V

Rapports de Satan avec la Jacquerie.—Le beau symbole des oiseaux envolés, délivrés par Satan, suffirait pour faire deviner que nos paysans de France y voyaient un esprit sauveur, libérateur. Mais tout cela fut étouffé de bonne heure dans des flots de sang. Sur le Rhin, la chose est plus claire. Là, les princes étant évêques, haïs à double titre, virent dans Satan un adversaire personnel. Malgré leur répugnance pour subir le joug de l'Inquisition romaine, ils l'acceptèrent dans l'imminent danger de la grande éruption de sorcellerie qui éclata à la fin du quinzième siècle. Au seizième, le mouvement change de formes et devient la Guerre des paysans.—Une belle tradition, contée par Walter Scott, nous montre qu'en Écosse la magie fut l'auxiliaire des résistances nationales. Une armée enchantée attend dans de vastes cavernes que sonne l'heure du combat. Un de ces gens de basses terres qui font commerce de chevaux, a vendu un cheval noir à un vieillard des montagnes. «Je te payerai, dit-il, mais à minuit sur le Lucken Have» (un pic de la chaîne d'Eildon). Il le paye, en effet, en monnaies fort anciennes; puis lui dit: «Viens voir ma demeure.» Grand est l'étonnement du marchand quand il aperçoit dans une profondeur infinie des files de chevaux immobiles, près de chacun un guerrier immobile également. Le vieillard lui dit à voix basse: «Tous ils s'éveilleront à la bataille de Sheriffmoor.» Dans la caverne étaient suspendus une épée et un cor. «Avec ce cor, dit le vieillard, tu peux rompre tout l'enchantement.» L'autre, troublé et hors de lui, saisit le cor, en tire des sons... A l'instant, les chevaux hennissent, trépignent, secouent le harnais. Les guerriers se lèvent; tout retentit d'un bruit de fer, d'armures.
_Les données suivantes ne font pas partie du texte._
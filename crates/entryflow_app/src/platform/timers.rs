use std::sync::atomic::{AtomicBool, Ordering};
use std::sync::{mpsc, Arc};
use std::thread;
use std::time::Duration;

use entryflow_core::Msg;

use super::app::AppEvent;

/// Owned handle to a periodic worker thread. Cancelling (or dropping) the
/// handle stops the worker before its next firing; a tick already queued on
/// the channel is filtered by the core state machine instead.
pub(crate) struct TimerHandle {
    cancelled: Arc<AtomicBool>,
}

impl TimerHandle {
    pub(crate) fn cancel(&self) {
        self.cancelled.store(true, Ordering::Relaxed);
    }
}

impl Drop for TimerHandle {
    fn drop(&mut self) {
        self.cancel();
    }
}

/// Spawns a worker that sends `msg` every `period` until cancelled or the
/// receiving side goes away.
pub(crate) fn spawn_repeating(
    period: Duration,
    event_tx: mpsc::Sender<AppEvent>,
    msg: Msg,
) -> TimerHandle {
    let cancelled = Arc::new(AtomicBool::new(false));
    let flag = cancelled.clone();
    thread::spawn(move || loop {
        thread::sleep(period);
        if flag.load(Ordering::Relaxed) {
            break;
        }
        if event_tx.send(AppEvent::Core(msg.clone())).is_err() {
            break;
        }
    });
    TimerHandle { cancelled }
}
mod app;
mod effects;
mod input;
mod logging;
mod persistence;
mod timers;
mod ui;

pub use app::{run_app, AppError};
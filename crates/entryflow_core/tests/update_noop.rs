use entryflow_core::{update, MonitorState, Msg};

#[test]
fn update_is_noop() {
    let state = MonitorState::new();
    let (next, effects) = update(state.clone(), Msg::NoOp);

    assert_eq!(state, next);
    assert!(effects.is_empty());
}
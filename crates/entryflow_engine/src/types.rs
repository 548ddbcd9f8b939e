use std::collections::HashSet;
use std::fmt;

use url::Url;

pub type EntryId = u64;

/// Query parameter selecting a page within the thread.
const PAGE_PARAM: &str = "p";

/// One entry as extracted from a fetched page.
#[derive(Debug, Clone, PartialEq, Eq)]
pub struct RemoteEntry {
    pub id: EntryId,
    pub html: String,
}

/// Pagination marker of a fetched page.
#[derive(Debug, Clone, Copy, PartialEq, Eq)]
pub struct PageInfo {
    pub current_page: u32,
    pub total_pages: u32,
}

/// Inputs for one check cycle, captured from the tracked session state.
#[derive(Debug, Clone, PartialEq, Eq)]
pub struct CheckSnapshot {
    /// Thread address without its query string.
    pub thread_url: String,
    /// Ordered query pairs excluding the page-selector parameter.
    pub base_query: Vec<(String, String)>,
    /// Last page count observed by an earlier cycle.
    pub total_pages: u32,
    /// Ids already present in the live view.
    pub known: HashSet<EntryId>,
}

impl CheckSnapshot {
    /// Address of the given page. The page parameter is omitted for page 1.
    pub fn page_url(&self, page: u32) -> Result<Url, FetchError> {
        let mut url = Url::parse(&self.thread_url)
            .map_err(|err| FetchError::new(FailureKind::InvalidUrl, err.to_string()))?;
        url.set_query(None);
        if !self.base_query.is_empty() || page > 1 {
            let mut pairs = url.query_pairs_mut();
            for (key, value) in &self.base_query {
                pairs.append_pair(key, value);
            }
            if page > 1 {
                pairs.append_pair(PAGE_PARAM, &page.to_string());
            }
        }
        Ok(url)
    }
}

/// Result of a completed check cycle.
#[derive(Debug, Clone, PartialEq, Eq)]
pub struct CheckOutcome {
    /// Entries absent from the known set, sorted ascending by id.
    pub new_entries: Vec<RemoteEntry>,
    /// True total page count as reported by the fetched last page.
    pub total_pages: u32,
    /// Distinct pages fetched during the cycle.
    pub pages_fetched: u32,
}

/// An aborted check cycle. Entries gathered from pages fetched before the
/// failure are preserved so they can still be merged.
#[derive(Debug, Clone, PartialEq, Eq)]
pub struct CheckFailure {
    pub error: FetchError,
    /// Deduplicated and sorted, like a successful batch.
    pub partial: Vec<RemoteEntry>,
}

/// The addressed page as first loaded at session start.
#[derive(Debug, Clone, PartialEq, Eq)]
pub struct SeedDocument {
    /// The address that was fetched, including its original query.
    pub thread_url: String,
    pub entries: Vec<RemoteEntry>,
    pub page_info: Option<PageInfo>,
}

#[derive(Debug, Clone, PartialEq, Eq)]
pub enum EngineEvent {
    SeedLoaded {
        result: Result<SeedDocument, FetchError>,
    },
    CheckFinished {
        result: Result<CheckOutcome, CheckFailure>,
    },
}

#[derive(Debug, Clone, PartialEq, Eq)]
pub struct FetchOutput {
    pub bytes: Vec<u8>,
    pub final_url: String,
    pub content_type: Option<String>,
}

#[derive(Debug, Clone, PartialEq, Eq)]
pub struct FetchError {
    pub kind: FailureKind,
    pub message: String,
}

impl FetchError {
    pub(crate) fn new(kind: FailureKind, message: impl Into<String>) -> Self {
        Self {
            kind,
            message: message.into(),
        }
    }
}

impl fmt::Display for FetchError {
    fn fmt(&self, f: &mut fmt::Formatter<'_>) -> fmt::Result {
        write!(f, "{}", self.kind)
    }
}

#[derive(Debug, Clone, PartialEq, Eq)]
pub enum FailureKind {
    InvalidUrl,
    HttpStatus(u16),
    Timeout,
    RedirectLimitExceeded,
    TooLarge { max_bytes: u64, actual: Option<u64> },
    Decode { encoding: String },
    Network,
}

impl fmt::Display for FailureKind {
    fn fmt(&self, f: &mut fmt::Formatter<'_>) -> fmt::Result {
        match self {
            FailureKind::InvalidUrl => write!(f, "invalid url"),
            FailureKind::HttpStatus(code) => write!(f, "http status {code}"),
            FailureKind::Timeout => write!(f, "timeout"),
            FailureKind::RedirectLimitExceeded => write!(f, "redirect limit exceeded"),
            FailureKind::TooLarge { max_bytes, actual } => {
                write!(f, "response too large (max {max_bytes}, actual {actual:?})")
            }
            FailureKind::Decode { encoding } => {
                write!(f, "failed to decode page as {encoding}")
            }
            FailureKind::Network => write!(f, "network error"),
        }
    }
}
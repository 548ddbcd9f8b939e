use std::io::{self, BufRead};
use std::sync::mpsc;
use std::thread;

use entryflow_core::Msg;

use super::app::AppEvent;

/// Reads command lines from stdin and feeds them to the dispatch loop.
/// A runtime `interval` command goes through the same message as the panel
/// input, so both paths behave identically.
pub(crate) fn spawn_reader(event_tx: mpsc::Sender<AppEvent>) {
    thread::spawn(move || {
        let stdin = io::stdin();
        for line in stdin.lock().lines() {
            let Ok(line) = line else {
                break;
            };
            if event_tx.send(parse_line(&line)).is_err() {
                break;
            }
        }
    });
}

pub(crate) fn parse_line(line: &str) -> AppEvent {
    let mut words = line.split_whitespace();
    match words.next() {
        None => AppEvent::Core(Msg::NoOp),
        Some("toggle") | Some("t") => AppEvent::Core(Msg::ToggleMonitoring),
        Some("check") | Some("c") => AppEvent::Core(Msg::CheckNow),
        Some("interval") | Some("i") => match words.next().and_then(|word| word.parse().ok()) {
            Some(secs) => AppEvent::Core(Msg::IntervalSubmitted(secs)),
            None => AppEvent::Invalid(line.to_string()),
        },
        Some("min") | Some("m") => AppEvent::Core(Msg::MinimizeToggled),
        Some("help") | Some("h") | Some("?") => AppEvent::Help,
        Some("quit") | Some("q") => AppEvent::Quit,
        Some(_) => AppEvent::Invalid(line.to_string()),
    }
}
use std::sync::Once;

use entryflow_core::{
    update, CheckReport, Effect, MonitorState, Msg, NewEntry, PageRef, StatusKind,
};

fn init_logging() {
    static INIT: Once = Once::new();
    INIT.call_once(flow_logging::initialize_for_tests);
}

fn entry(id: u64) -> NewEntry {
    NewEntry {
        id,
        html: format!("<li data-id=\"{id}\">entry {id}</li>"),
    }
}

fn seeded() -> MonitorState {
    let (state, _) = update(
        MonitorState::new(),
        Msg::ThreadSeeded {
            thread_url: "https://forum.example.com/some-topic--123".to_string(),
            page: Some(PageRef::new(3, 3)),
            entries: vec![entry(100), entry(101)],
        },
    );
    state
}

#[test]
fn merged_entries_append_in_given_order_and_grow_known_set() {
    init_logging();
    let (state, effects) = update(
        seeded(),
        Msg::CheckFinished(CheckReport {
            entries: vec![entry(102), entry(103)],
            total_pages: Some(3),
            error: None,
        }),
    );

    assert_eq!(
        effects
            .iter()
            .find_map(|effect| match effect {
                Effect::AppendEntries { entries } =>
                    Some(entries.iter().map(|e| e.id).collect::<Vec<_>>()),
                _ => None,
            })
            .expect("append effect"),
        vec![102, 103]
    );
    assert!(effects.contains(&Effect::HighlightEntry { id: 103 }));

    let view = state.view();
    assert_eq!(view.entry_count, 4);
    let status = view.status.expect("status line");
    assert_eq!(status.kind, StatusKind::Success);
    assert_eq!(status.text, "2 new entries");
}

#[test]
fn already_known_entries_in_a_report_are_dropped() {
    init_logging();
    // A stale overlapping cycle can report entries merged meanwhile.
    let (state, effects) = update(
        seeded(),
        Msg::CheckFinished(CheckReport {
            entries: vec![entry(100), entry(102), entry(103)],
            total_pages: Some(3),
            error: None,
        }),
    );

    let appended = effects
        .iter()
        .find_map(|effect| match effect {
            Effect::AppendEntries { entries } => {
                Some(entries.iter().map(|e| e.id).collect::<Vec<_>>())
            }
            _ => None,
        })
        .expect("append effect");
    assert_eq!(appended, vec![102, 103]);
    assert_eq!(state.view().entry_count, 4);
}

#[test]
fn repeated_report_merges_nothing() {
    init_logging();
    let report = CheckReport {
        entries: vec![entry(102)],
        total_pages: Some(3),
        error: None,
    };

    let (state, _) = update(seeded(), Msg::CheckFinished(report.clone()));
    assert_eq!(state.view().entry_count, 3);

    let (state, effects) = update(state, Msg::CheckFinished(report));
    assert_eq!(state.view().entry_count, 3);
    assert!(!effects
        .iter()
        .any(|effect| matches!(effect, Effect::AppendEntries { .. })));
    assert_eq!(state.view().status.expect("status").text, "no new entries");
}

#[test]
fn successful_cycle_updates_tracked_total_pages() {
    init_logging();
    let (state, _) = update(
        seeded(),
        Msg::CheckFinished(CheckReport {
            entries: vec![entry(104)],
            total_pages: Some(5),
            error: None,
        }),
    );
    assert_eq!(state.view().total_pages, 5);
}

#[test]
fn failed_cycle_merges_partial_batch_and_keeps_total_pages() {
    init_logging();
    let (state, effects) = update(
        seeded(),
        Msg::CheckFinished(CheckReport {
            entries: vec![entry(102)],
            total_pages: None,
            error: Some("http status 503".to_string()),
        }),
    );

    // Entries gathered before the failure stay merged.
    assert!(effects.contains(&Effect::AppendEntries {
        entries: vec![entry(102)]
    }));
    assert_eq!(state.view().entry_count, 3);
    // The tracked boundary is not advanced past the failure.
    assert_eq!(state.view().total_pages, 3);

    let status = state.view().status.expect("status line");
    assert_eq!(status.kind, StatusKind::Error);
    assert!(effects
        .iter()
        .any(|effect| matches!(effect, Effect::Notify(text) if text.contains("http status 503"))));
    assert!(!state.check_in_flight());
}

#[test]
fn seeding_twice_with_the_same_document_is_idempotent() {
    init_logging();
    let seed = Msg::ThreadSeeded {
        thread_url: "https://forum.example.com/some-topic--123".to_string(),
        page: Some(PageRef::new(3, 3)),
        entries: vec![entry(100), entry(101)],
    };

    let (first, effects) = update(MonitorState::new(), seed.clone());
    assert!(effects.contains(&Effect::AppendEntries {
        entries: vec![entry(100), entry(101)]
    }));

    let (mut second, effects) = update(first.clone(), seed);
    assert!(effects.is_empty());
    second.consume_dirty();
    let mut first = first;
    first.consume_dirty();
    assert_eq!(first, second);
}

#[test]
fn seed_with_invalid_address_only_notifies() {
    init_logging();
    let (state, effects) = update(
        MonitorState::new(),
        Msg::ThreadSeeded {
            thread_url: "not a url".to_string(),
            page: None,
            entries: vec![entry(1)],
        },
    );

    assert!(!state.is_seeded());
    assert!(matches!(effects.as_slice(), [Effect::Notify(_)]));
}
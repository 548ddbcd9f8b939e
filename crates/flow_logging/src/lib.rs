#![deny(missing_docs)]
//! Shared logging utilities for the entryflow workspace.
//!
//! This crate provides the `flow_*` logging macros used across the codebase
//! and a minimal test initializer for the global logger.

/// Logs a trace-level message using the global logging facade.
#[macro_export]
macro_rules! flow_trace {
    ($($arg:tt)*) => {{
        log::trace!($($arg)*);
    }};
}

/// Logs an info-level message using the global logging facade.
#[macro_export]
macro_rules! flow_info {
    ($($arg:tt)*) => {{
        log::info!($($arg)*);
    }};
}

/// Logs a debug-level message using the global logging facade.
#[macro_export]
macro_rules! flow_debug {
    ($($arg:tt)*) => {{
        log::debug!($($arg)*);
    }};
}

/// Logs a warn-level message using the global logging facade.
#[macro_export]
macro_rules! flow_warn {
    ($($arg:tt)*) => {{
        log::warn!($($arg)*);
    }};
}

/// Logs an error-level message using the global logging facade.
#[macro_export]
macro_rules! flow_error {
    ($($arg:tt)*) => {{
        log::error!($($arg)*);
    }};
}

/// Initializes a simple terminal logger for use in unit tests.
///
/// This safely no-ops if another logger has already been initialized.
pub fn initialize_for_tests() {
    use simplelog::{ColorChoice, CombinedLogger, Config, TermLogger, TerminalMode};

    // Use debug level in debug builds, info in release builds.
    let level = if cfg!(debug_assertions) {
        log::LevelFilter::Debug
    } else {
        log::LevelFilter::Info
    };

    // Ignore the error if a logger was already set by another test.
    let _ = CombinedLogger::init(vec![TermLogger::new(
        level,
        Config::default(),
        TerminalMode::Mixed,
        ColorChoice::Auto,
    )]);
}
use crate::{NewEntry, PageRef};

#[derive(Debug, Clone, PartialEq, Eq)]
pub enum Msg {
    /// Stored check interval read at session start, if any (milliseconds).
    SettingsLoaded(Option<u64>),
    /// Initial document for the monitored thread was fetched and parsed.
    ThreadSeeded {
        thread_url: String,
        page: Option<PageRef>,
        entries: Vec<NewEntry>,
    },
    /// User toggled continuous monitoring.
    ToggleMonitoring,
    /// User requested a single immediate check.
    CheckNow,
    /// Interval submitted in seconds; the runtime interval command and the
    /// panel input both arrive through this message.
    IntervalSubmitted(u32),
    /// Recurring tick timer fired.
    TimerFired,
    /// Countdown ticker fired (once per second).
    CountdownTick,
    /// A check cycle finished.
    CheckFinished(CheckReport),
    /// User toggled the panel minimized state.
    MinimizeToggled,
    /// Fallback for placeholder wiring.
    NoOp,
}

/// Result of one poll-and-merge cycle as reported by the engine.
#[derive(Debug, Clone, PartialEq, Eq)]
pub struct CheckReport {
    /// Entries absent from the known set when the cycle started, sorted
    /// ascending by id. May be a partial batch when `error` is set.
    pub entries: Vec<NewEntry>,
    /// True total page count learned from the fetched page; `None` when the
    /// cycle failed before it could be trusted.
    pub total_pages: Option<u32>,
    /// User-facing failure text for an aborted cycle.
    pub error: Option<String>,
}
Le marchand se meurt de peur, et le cor lui tombe des mains... Tout disparaît... Une voix terrible, comme celle d'un géant, éclate, criant: «Malheur au lâche qui ne tire pas l'épée, avant de donner du cor.»—Grand avis national, et de profonde expérience, fort bon pour ces tribus sauvages qui faisaient toujours grand bruit avant d'être prêtes à agir, avertissaient l'ennemi.—L'indigne marchand fut porté par une trombe hors de la caverne, et quoi qu'il ait pu faire depuis, il n'en a jamais retrouvé l'entrée.